State and local governments are struggling, too, because many of them already have spent the federal stimulus dollars Washington sent their way.
Meanwhile, the nation's capital is going broke - again - trying to house, feed and educate the masses.
The D.C. bureaucracy could teach the U.S. military a thing or two about "don't-ask-don't-tell" policies.
D.C. Mayor Adrian M. Fenty is aware of the District's shaky fiscal situation. His administration helped create it. But are D.C. Delegate Eleanor Holmes Norton and her Democratic colleagues paying attention?
A short decade ago, D.C. coffers were so shallow the city couldn't meet its payroll obligations. The Clinton White House and Congress intervened with the Financial Responsibility and Management Assistance Authority, or control board, to oversee D.C. affairs.
Local reaction was swift and nasty.
In addition to wailing of paternalism and racism, critics cried foul, claiming the city's own elected leaders should be making all the necessary decisions.
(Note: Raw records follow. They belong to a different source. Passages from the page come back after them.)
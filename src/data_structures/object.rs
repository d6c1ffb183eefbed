//! Scene objects: their attribute set, the sparse patches that mutate them and
//! the appearance types (colors, textures, primitive topology).
//!
//! An [`ObjectState`] is always complete. Callers never build one directly;
//! they submit an [`ObjectPatch`] which is merged over the object's previous
//! target state, or over [`ObjectState::defaults`] for a new object.

use std::str::FromStr;

use crate::{
    data_structures::texture::TextureImage,
    error::{Result, SceneError},
};

/// Primitive topology used to draw an object.
///
/// The discriminants follow the usual GL numbering; every mode from
/// `Triangles` upward is a filled mode and receives lighting.
#[derive(Clone, Copy, Debug, Default, PartialEq, Eq, Hash)]
pub enum Mode {
    Points = 0,
    Lines = 1,
    LineLoop = 2,
    LineStrip = 3,
    #[default]
    Triangles = 4,
    TriangleStrip = 5,
    TriangleFan = 6,
}

impl Mode {
    /// Lighting applies only to filled triangle topologies.
    pub fn is_filled(self) -> bool {
        self as u32 > 3
    }
}

/// Selects the geometry and shading path of an object.
#[derive(Clone, Debug, PartialEq, Eq, Hash)]
pub enum ObjectKind {
    Camera,
    Light,
    Group,
    Plane,
    Billboard,
    Cube,
    Pyramid,
    Sphere,
    /// A user registered model, see [`crate::scene::Scene::register_model`].
    Custom(String),
}

impl ObjectKind {
    /// Name of the model whose buffers draw this kind. Billboards share the
    /// plane geometry.
    pub fn model_name(&self) -> &str {
        match self {
            ObjectKind::Camera => "camera",
            ObjectKind::Light => "light",
            ObjectKind::Group => "group",
            ObjectKind::Plane | ObjectKind::Billboard => "plane",
            ObjectKind::Cube => "cube",
            ObjectKind::Pyramid => "pyramid",
            ObjectKind::Sphere => "sphere",
            ObjectKind::Custom(name) => name,
        }
    }

    /// Cameras, lights and groups take part in transforms and transitions
    /// but never issue a draw call.
    pub fn is_visible(&self) -> bool {
        !matches!(
            self,
            ObjectKind::Camera | ObjectKind::Light | ObjectKind::Group
        )
    }
}

/// An RGBA color parsed from a short hex string.
///
/// `has_alpha` records whether the string carried an alpha digit. Objects
/// whose color has one are rendered in the transparent pass.
#[derive(Clone, Copy, Debug, PartialEq)]
pub struct Color {
    pub rgba: [f32; 4],
    pub has_alpha: bool,
}

impl Color {
    pub const GREY: Color = Color {
        rgba: [8.0 / 15.0, 8.0 / 15.0, 8.0 / 15.0, 1.0],
        has_alpha: false,
    };

    /// Parse `rgb`, `rgba` (one hex digit per channel, divided by 15) or
    /// `rrggbb`, `rrggbbaa` (one byte per channel, divided by 255).
    pub fn parse(src: &str) -> Result<Self> {
        let invalid = || SceneError::InvalidColor(src.to_string());
        let src_digits = src.trim_start_matches('#');
        if !src_digits.bytes().all(|b| b.is_ascii_hexdigit()) {
            return Err(invalid());
        }
        let (width, max) = match src_digits.len() {
            3 | 4 => (1, 15.0),
            6 | 8 => (2, 255.0),
            _ => return Err(invalid()),
        };
        let channels = src_digits
            .as_bytes()
            .chunks(width)
            .map(|chunk| {
                std::str::from_utf8(chunk)
                    .ok()
                    .and_then(|digits| u8::from_str_radix(digits, 16).ok())
                    .map(|value| value as f32 / max)
                    .ok_or_else(invalid)
            })
            .collect::<Result<Vec<_>>>()?;

        let mut rgba = [1.0; 4];
        rgba[..channels.len()].copy_from_slice(&channels);
        Ok(Self {
            rgba,
            has_alpha: channels.len() == 4,
        })
    }
}

impl FromStr for Color {
    type Err = SceneError;

    fn from_str(s: &str) -> Result<Self> {
        Self::parse(s)
    }
}

impl Default for Color {
    fn default() -> Self {
        Self::GREY
    }
}

/// What fills an object's faces.
#[derive(Clone, Debug, PartialEq)]
pub enum Background {
    Color(Color),
    Texture(TextureImage),
}

impl Background {
    pub fn texture_id(&self) -> Option<&str> {
        match self {
            Background::Texture(texture) => Some(&texture.id),
            Background::Color(_) => None,
        }
    }

    /// Textured objects are always treated as potentially transparent, as are
    /// colors that carry an explicit alpha channel.
    pub fn is_transparent(&self) -> bool {
        match self {
            Background::Texture(_) => true,
            Background::Color(color) => color.has_alpha,
        }
    }

    /// Color sent to the shader. A zero alpha tells the fragment stage to
    /// sample the bound texture instead.
    pub fn shader_color(&self) -> [f32; 4] {
        match self {
            Background::Texture(_) => [0.0; 4],
            Background::Color(color) => color.rgba,
        }
    }
}

impl Default for Background {
    fn default() -> Self {
        Background::Color(Color::default())
    }
}

/// Interpolable scalar attributes.
#[derive(Clone, Copy, Debug, PartialEq, Eq, Hash)]
pub enum Field {
    X,
    Y,
    Z,
    Rx,
    Ry,
    Rz,
    W,
    H,
    D,
}

/// The full attribute set of one object, as stored in either half of the
/// [`SceneState`](crate::data_structures::state::SceneState).
#[derive(Clone, Debug, PartialEq)]
pub struct ObjectState {
    pub name: String,
    pub kind: ObjectKind,
    pub x: f32,
    pub y: f32,
    pub z: f32,
    /// Rotations are in degrees.
    pub rx: f32,
    pub ry: f32,
    pub rz: f32,
    pub w: f32,
    pub h: f32,
    pub d: f32,
    pub background: Background,
    pub mode: Mode,
    /// Use synthesized smooth normals instead of flat face normals.
    pub smooth: bool,
    /// Tag of a registered custom renderer.
    pub renderer: Option<String>,
    /// Name of the object whose resolved transform is composed with ours.
    pub group: Option<String>,
    /// Transition length in milliseconds. Zero disables interpolation.
    pub duration: f32,
    /// Transition progress in milliseconds, never above `duration`.
    pub elapsed: f32,
}

impl ObjectState {
    /// The fixed default attribute table a new object starts from.
    pub fn defaults(name: impl Into<String>, kind: ObjectKind) -> Self {
        Self {
            name: name.into(),
            kind,
            x: 0.0,
            y: 0.0,
            z: 0.0,
            rx: 0.0,
            ry: 0.0,
            rz: 0.0,
            w: 1.0,
            h: 1.0,
            d: 1.0,
            background: Background::default(),
            mode: Mode::Triangles,
            smooth: false,
            renderer: None,
            group: None,
            duration: 0.0,
            elapsed: 0.0,
        }
    }

    pub fn get(&self, field: Field) -> f32 {
        match field {
            Field::X => self.x,
            Field::Y => self.y,
            Field::Z => self.z,
            Field::Rx => self.rx,
            Field::Ry => self.ry,
            Field::Rz => self.rz,
            Field::W => self.w,
            Field::H => self.h,
            Field::D => self.d,
        }
    }

    /// Merge a sparse patch over this state. Fields missing from the patch
    /// keep their current value; the transition clock restarts at zero.
    ///
    /// The object's name and kind never change through a patch.
    pub fn apply(&self, patch: &ObjectPatch) -> Result<Self> {
        let mut next = self.clone();
        let scalars = [
            (&mut next.x, patch.x),
            (&mut next.y, patch.y),
            (&mut next.z, patch.z),
            (&mut next.rx, patch.rx),
            (&mut next.ry, patch.ry),
            (&mut next.rz, patch.rz),
            // size overrides the individual axes
            (&mut next.w, patch.size.or(patch.w)),
            (&mut next.h, patch.size.or(patch.h)),
            (&mut next.d, patch.size.or(patch.d)),
            (&mut next.duration, patch.duration),
        ];
        for (slot, value) in scalars {
            if let Some(value) = value {
                *slot = value;
            }
        }
        if let Some(background) = &patch.background {
            next.background = match background {
                BackgroundSpec::Color(src) => Background::Color(Color::parse(src)?),
                BackgroundSpec::Texture(texture) => Background::Texture(texture.clone()),
            };
        }
        if let Some(mode) = patch.mode {
            next.mode = mode;
        }
        if let Some(smooth) = patch.smooth {
            next.smooth = smooth;
        }
        // an empty tag clears it
        if let Some(renderer) = &patch.renderer {
            next.renderer = Some(renderer.clone()).filter(|tag| !tag.is_empty());
        }
        if let Some(group) = &patch.group {
            next.group = Some(group.clone()).filter(|group| !group.is_empty());
        }
        next.elapsed = 0.0;
        Ok(next)
    }
}

/// Color or texture as submitted by a caller, validated on merge.
#[derive(Clone, Debug, PartialEq)]
pub enum BackgroundSpec {
    Color(String),
    Texture(TextureImage),
}

/// A sparse attribute set. Every `None` field inherits from the object's
/// previous target state.
///
/// ```
/// use transit3d::data_structures::object::ObjectPatch;
///
/// let patch = ObjectPatch::named("ship").x(10.0).color("f80").duration(500.0);
/// assert_eq!(patch.name.as_deref(), Some("ship"));
/// ```
#[derive(Clone, Debug, Default, PartialEq)]
pub struct ObjectPatch {
    pub name: Option<String>,
    pub x: Option<f32>,
    pub y: Option<f32>,
    pub z: Option<f32>,
    pub rx: Option<f32>,
    pub ry: Option<f32>,
    pub rz: Option<f32>,
    pub w: Option<f32>,
    pub h: Option<f32>,
    pub d: Option<f32>,
    /// Sets `w`, `h` and `d` at once, overriding per-axis values.
    pub size: Option<f32>,
    pub background: Option<BackgroundSpec>,
    pub mode: Option<Mode>,
    pub smooth: Option<bool>,
    /// Custom renderer tag; empty restores the default draw.
    pub renderer: Option<String>,
    /// Group name; empty leaves the group.
    pub group: Option<String>,
    pub duration: Option<f32>,
}

impl ObjectPatch {
    pub fn new() -> Self {
        Self::default()
    }

    pub fn named(name: impl Into<String>) -> Self {
        Self {
            name: Some(name.into()),
            ..Default::default()
        }
    }

    pub fn name(mut self, name: impl Into<String>) -> Self {
        self.name = Some(name.into());
        self
    }

    pub fn position(self, x: f32, y: f32, z: f32) -> Self {
        self.x(x).y(y).z(z)
    }

    pub fn rotation(self, rx: f32, ry: f32, rz: f32) -> Self {
        self.rx(rx).ry(ry).rz(rz)
    }

    pub fn scale(self, w: f32, h: f32, d: f32) -> Self {
        self.w(w).h(h).d(d)
    }

    pub fn x(mut self, x: f32) -> Self {
        self.x = Some(x);
        self
    }

    pub fn y(mut self, y: f32) -> Self {
        self.y = Some(y);
        self
    }

    pub fn z(mut self, z: f32) -> Self {
        self.z = Some(z);
        self
    }

    pub fn rx(mut self, rx: f32) -> Self {
        self.rx = Some(rx);
        self
    }

    pub fn ry(mut self, ry: f32) -> Self {
        self.ry = Some(ry);
        self
    }

    pub fn rz(mut self, rz: f32) -> Self {
        self.rz = Some(rz);
        self
    }

    pub fn w(mut self, w: f32) -> Self {
        self.w = Some(w);
        self
    }

    pub fn h(mut self, h: f32) -> Self {
        self.h = Some(h);
        self
    }

    pub fn d(mut self, d: f32) -> Self {
        self.d = Some(d);
        self
    }

    /// Set `w`, `h` and `d` at once, taking precedence over the single axes.
    pub fn size(mut self, size: f32) -> Self {
        self.size = Some(size);
        self
    }

    pub fn color(mut self, color: impl Into<String>) -> Self {
        self.background = Some(BackgroundSpec::Color(color.into()));
        self
    }

    pub fn texture(mut self, texture: TextureImage) -> Self {
        self.background = Some(BackgroundSpec::Texture(texture));
        self
    }

    pub fn mode(mut self, mode: Mode) -> Self {
        self.mode = Some(mode);
        self
    }

    pub fn smooth(mut self, smooth: bool) -> Self {
        self.smooth = Some(smooth);
        self
    }

    pub fn renderer(mut self, tag: impl Into<String>) -> Self {
        self.renderer = Some(tag.into());
        self
    }

    pub fn group(mut self, group: impl Into<String>) -> Self {
        self.group = Some(group.into());
        self
    }

    /// Go back to the default draw.
    pub fn default_renderer(mut self) -> Self {
        self.renderer = Some(String::new());
        self
    }

    /// Leave the current group.
    pub fn ungroup(mut self) -> Self {
        self.group = Some(String::new());
        self
    }

    pub fn duration(mut self, millis: f32) -> Self {
        self.duration = Some(millis);
        self
    }

    pub(crate) fn texture_image(&self) -> Option<&TextureImage> {
        match &self.background {
            Some(BackgroundSpec::Texture(texture)) => Some(texture),
            _ => None,
        }
    }
}
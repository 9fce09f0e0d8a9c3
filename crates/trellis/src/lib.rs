//! Trellis - an embeddable, event-driven application runtime.
//!
//! This is the main umbrella crate that re-exports the core runtime and adds
//! an INI-backed settings store.
//!
//! # Example
//!
//! ```no_run
//! use std::sync::Arc;
//! use trellis::prelude::*;
//! use trellis::settings::IniSettings;
//!
//! fn main() -> Result<(), Box<dyn std::error::Error>> {
//!     let settings = IniSettings::load_default()?;
//!     let context = Context::default().with_settings(Arc::new(settings));
//!     let mut app = Application::from_context(context)?;
//!     // Build the object tree and start timers here...
//!     app.quit_after_drain(0);
//!     let code = app.run()?;
//!     std::process::exit(code)
//! }
//! ```

pub use trellis_core::*;

pub mod prelude;
pub mod settings;

pub use settings::{DEFAULT_SETTINGS_FILE, IniSettings, SettingsError};
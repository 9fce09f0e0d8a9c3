//! Prelude module for Trellis.
//!
//! This module re-exports the most commonly used types for convenient importing:
//!
//! ```
//! use trellis::prelude::*;
//! ```

// ============================================================================
// Core Application
// ============================================================================

pub use crate::{AppProxy, Application, ApplicationConfig, Context, LogLevel};

// ============================================================================
// Object System
// ============================================================================

pub use crate::{DispatchContext, FnObject, Object, ObjectId, ObjectTree, PlainObject};

// ============================================================================
// Events
// ============================================================================

pub use crate::{Event, EventKind, EventResult, HandlerResult};

// ============================================================================
// Background Work and Timers
// ============================================================================

pub use crate::{TaskHandle, ThreadPool, ThreadPoolConfig, TimerId, TimerState};

// ============================================================================
// Errors
// ============================================================================

pub use crate::{ErrorKind, TrellisError};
Who's crying now? D.C. lawmakers.
The waiting list for disability checks is 2,800 strong.
Tommy Wells, the liberal D.C. Council member who represents Capitol Hill and chairs the Committee on Human Services, considers himself commander in chief of the D.C. safety net.
"I think the mayor cut with a pretty sharp knife," Mr. Wells said at a recent public hearing. "Our recommendation is to rebuild the safety net."
The cost of handouts proposed by Mr. Wells? An additional $12 million.
Council member David Catania, who dropped out of the Republican Party over the same-sex marriage issue, wants to continue drug treatment on demand, free needles so junkies can continue living drug-addled lives, free condoms to young boys and questionable vaccines to little girls.
Council member Mary M. Cheh wants to increase spending on food stamps by imposing a tax on sodas and other sugary beverages.
Alarms sounded during the recent deliberations on the mayor's fiscal 2011 budget plan.
The veritable council member Marion Barry pointed out that overspending got the city into trouble in the mid-1990s and overspending will always be a problem.
Council member Jack Evans, chairman of the Finance and Revenue Committee and the conscience of the 13-member council, laid out the cold, hard facts.
In the early 1990s, the city was $330 million in the hole. Today, it has a projected deficit of $550 million. Neither then-Mayor Sharon Pratt Kelly nor the council made substantial spending cuts. Ditto the current mayor and council.
Mr. Evans pointed out that the savings fund balance stood at $1.4 billion in 2007, but the Fenty administration already has spent $1 billion of those funds.
He also said that since the control board went dormant in 2001, the city has increased its human-services spending by 78 percent.
Mr. Fenty was smart to propose an election-year budget short on handouts. The move forced his chief rival, D.C. Council Chairman Vincent C. Gray, to appease fellow lawmakers on the one hand and deliver to needy voters with the other.
It appears to be a win-win for Mr. Fenty. But for D.C. taxpayers, not so much.
The city cannot prove that all the "residents" it is trying to house, feed and educate actually live in the city.
D.C. Schools Chancellor Michelle Rhee told lawmakers at a hearing that the residency of adults participating in free adult education programs cannot be verified.
Taxpayers complain that Marylanders are using D.C. recreation and library programs as baby sitters.
Public school student-athletes have questionable residency, too, and only the good Lord knows whether the people receiving food stamps, welfare benefits and housing subsidies are actual D.C. residents.
The D.C. budget won't be making the rounds of Congress until June. It will be interesting to see whether lawmakers such as Reps. Elijah Cummings of Maryland and Gerald E. Connolly of Virginia have questions regarding D.C. residency requirements.
There's little reason to doubt the two lawmakers will have questions about the city's commuter tax plan, which, if approved by Congress, would slice into the number of dollars brought home by their own constituents.